After those sleeps, Naomi would wake, no longer Chou-Jou on her way to dying but as Naomi, wife of a disappointed Chinese miner, living inside a hovel not fit for his goats, let alone his wife. Naomi would wake as a Chinese woman longing to die, but for the mewing sound coming from the corner. A mewing sound that was her child. A girl child considered useless by her husband. She was her mother, a failure, not having given him a son; the husband seeing through her to who she really was.

She had hidden the fact of the coming infant from him. He had work for her to do—washing laundry in steaming tubs, scraping dung and blood and mud from the clothes the white miners brought her. She made her husband more money than his other slaves, her countrymen whom he forced to sift gold from the once-deserted mines until they paid off the cost of their passage.

Once she had asked to spend a small amount of his gold dust to
visit Sister Esther and her friend Mei-Ling. He had struck her face and hissed like a snake over her cowering on the floor.

The pains had begun after that.
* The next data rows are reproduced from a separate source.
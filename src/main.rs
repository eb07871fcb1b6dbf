// Command line front end: validate a TD3 MRZ line and print the verdict.
// Exits 0 whenever the line is well formed, even if the document is invalid.

use std::io::Read;
use std::path::PathBuf;
use std::process::ExitCode;

use clap::Parser;
use luppa_mrz::{
    models::{CalendarDate, ValidationIssueType, ValidationVerdict},
    processing::TextOcrProvider,
    utils::PassportError,
    PassportValidator,
};

#[derive(Parser, Debug)]
#[command(name = "mrzcheck", version, about = "Validate the second line of a TD3 passport MRZ")]
struct Cli {
    /// MRZ line; read from --file or standard input when omitted
    #[arg(conflicts_with = "file")]
    line: Option<String>,

    /// Read recognized text from a file; the last non-empty line is used
    #[arg(long)]
    file: Option<PathBuf>,

    /// Reference date (YYYY-MM-DD) for the expiry check, defaults to today
    #[arg(long, env = "MRZ_TODAY")]
    today: Option<String>,

    #[arg(long, help = "Output machine-readable JSON")]
    json: bool,

    /// Passport image to run through Tesseract
    #[cfg(feature = "tesseract")]
    #[arg(long, conflicts_with_all = ["line", "file"])]
    image: Option<PathBuf>,

    /// Tesseract language
    #[cfg(feature = "tesseract")]
    #[arg(long, default_value = "eng")]
    lang: String,

    /// Tesseract data directory
    #[cfg(feature = "tesseract")]
    #[arg(long, env = "TESSDATA_PREFIX")]
    tessdata: Option<String>,
}

fn print_detailed_report(verdict: &ValidationVerdict) {
    let status = |valid: bool| if valid { "PASSED" } else { "FAILED" };

    println!("===============================================");
    println!("      MRZ VALIDATION REPORT");
    println!("===============================================\n");

    println!("PASSPORT INFORMATION:");
    println!("  Passport Number: {}", verdict.passport_number);
    println!("  Personal Number: {}", verdict.personal_number);
    println!("  Date of Birth: {}", verdict.date_of_birth);
    println!("  Date of Expiry: {}", verdict.date_of_expiry);

    println!("\nVALIDATION STEPS:");
    println!("  1. Passport Number Check Digit: {}", status(verdict.passport_number_check_valid));
    println!("  2. Date of Birth Check Digit: {}", status(verdict.date_of_birth_check_valid));
    println!("  3. Date of Expiry Check Digit: {}", status(verdict.date_of_expiry_check_valid));
    println!("  4. Personal Number Check Digit: {}", status(verdict.personal_number_check_valid));
    println!("  5. Composite Check Digit: {}", status(verdict.composite_check_valid));
    println!("  6. Not Expired: {}", status(verdict.not_expired));

    if !verdict.issues.is_empty() {
        println!("\nISSUES FOUND:");
        for issue in &verdict.issues {
            println!(
                "  - [{}] {}",
                match issue.issue_type {
                    ValidationIssueType::Mrz => "MRZ",
                    ValidationIssueType::Expiry => "EXPIRY",
                },
                issue.message
            );
        }
    }

    println!(
        "\nPassport validation result: {}",
        if verdict.is_valid { "VALID" } else { "INVALID" }
    );
}

fn reference_date(cli: &Cli) -> Result<CalendarDate, PassportError> {
    match &cli.today {
        Some(text) => CalendarDate::parse_iso(text)
            .ok_or_else(|| PassportError::InvalidDate(format!("expected YYYY-MM-DD, got {:?}", text))),
        None => Ok(CalendarDate::today()),
    }
}

fn read_text(cli: &Cli) -> Result<String, PassportError> {
    if let Some(line) = &cli.line {
        return Ok(line.clone());
    }
    if let Some(path) = &cli.file {
        return std::fs::read_to_string(path).map_err(|e| {
            PassportError::IoError(format!("Failed to read {}: {}", path.display(), e))
        });
    }

    let mut text = String::new();
    std::io::stdin().read_to_string(&mut text)?;
    Ok(text)
}

#[cfg(feature = "tesseract")]
fn validate_image(
    cli: &Cli,
    now: CalendarDate,
) -> Option<Result<ValidationVerdict, PassportError>> {
    use luppa_mrz::processing::TesseractOcrProvider;

    let path = cli.image.as_ref()?;
    let result = std::fs::read(path)
        .map_err(|e| PassportError::IoError(format!("Failed to read {}: {}", path.display(), e)))
        .and_then(|image_data| {
            let provider = TesseractOcrProvider::new(cli.tessdata.clone(), cli.lang.clone());
            PassportValidator::new(provider).validate_on(&image_data, now)
        });
    Some(result)
}

#[cfg(not(feature = "tesseract"))]
fn validate_image(
    _cli: &Cli,
    _now: CalendarDate,
) -> Option<Result<ValidationVerdict, PassportError>> {
    None
}

fn run(cli: &Cli) -> Result<ValidationVerdict, PassportError> {
    let now = reference_date(cli)?;

    if let Some(result) = validate_image(cli, now) {
        return result;
    }

    let text = read_text(cli)?;
    PassportValidator::new(TextOcrProvider::new(text)).validate_on(&[], now)
}

fn main() -> ExitCode {
    env_logger::init();
    let cli = Cli::parse();

    match run(&cli) {
        Ok(verdict) => {
            if cli.json {
                match serde_json::to_string_pretty(&verdict) {
                    Ok(json) => println!("{}", json),
                    Err(err) => {
                        eprintln!("Error serializing verdict: {}", err);
                        return ExitCode::FAILURE;
                    }
                }
            } else {
                print_detailed_report(&verdict);
            }
            ExitCode::SUCCESS
        }
        Err(err) => {
            eprintln!("Error validating passport: {}", err);
            ExitCode::FAILURE
        }
    }
}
Naomi dreamed that the child floated in the water of her womb despite its pressing early to come into life. Aching, she kept her legs crossed, inhaled long and deep though the infant pushed, demanded to breathe the California air. And then Naomi could hold back no longer, and the wetness and the scent of life had filled the room. With the sight of the girl child, Naomi knew their lives would be no better, no better.

“You stupid girl!” Dow Yuk had charged when he saw the infant, tiny, suckling as she could at Naomi's breast. Naomi raised her arms across the baby's head to protect it from the blow she knew would come. He struck Naomi's cheek. “Get rid of it,” Dow Yuk demanded while her face still stung.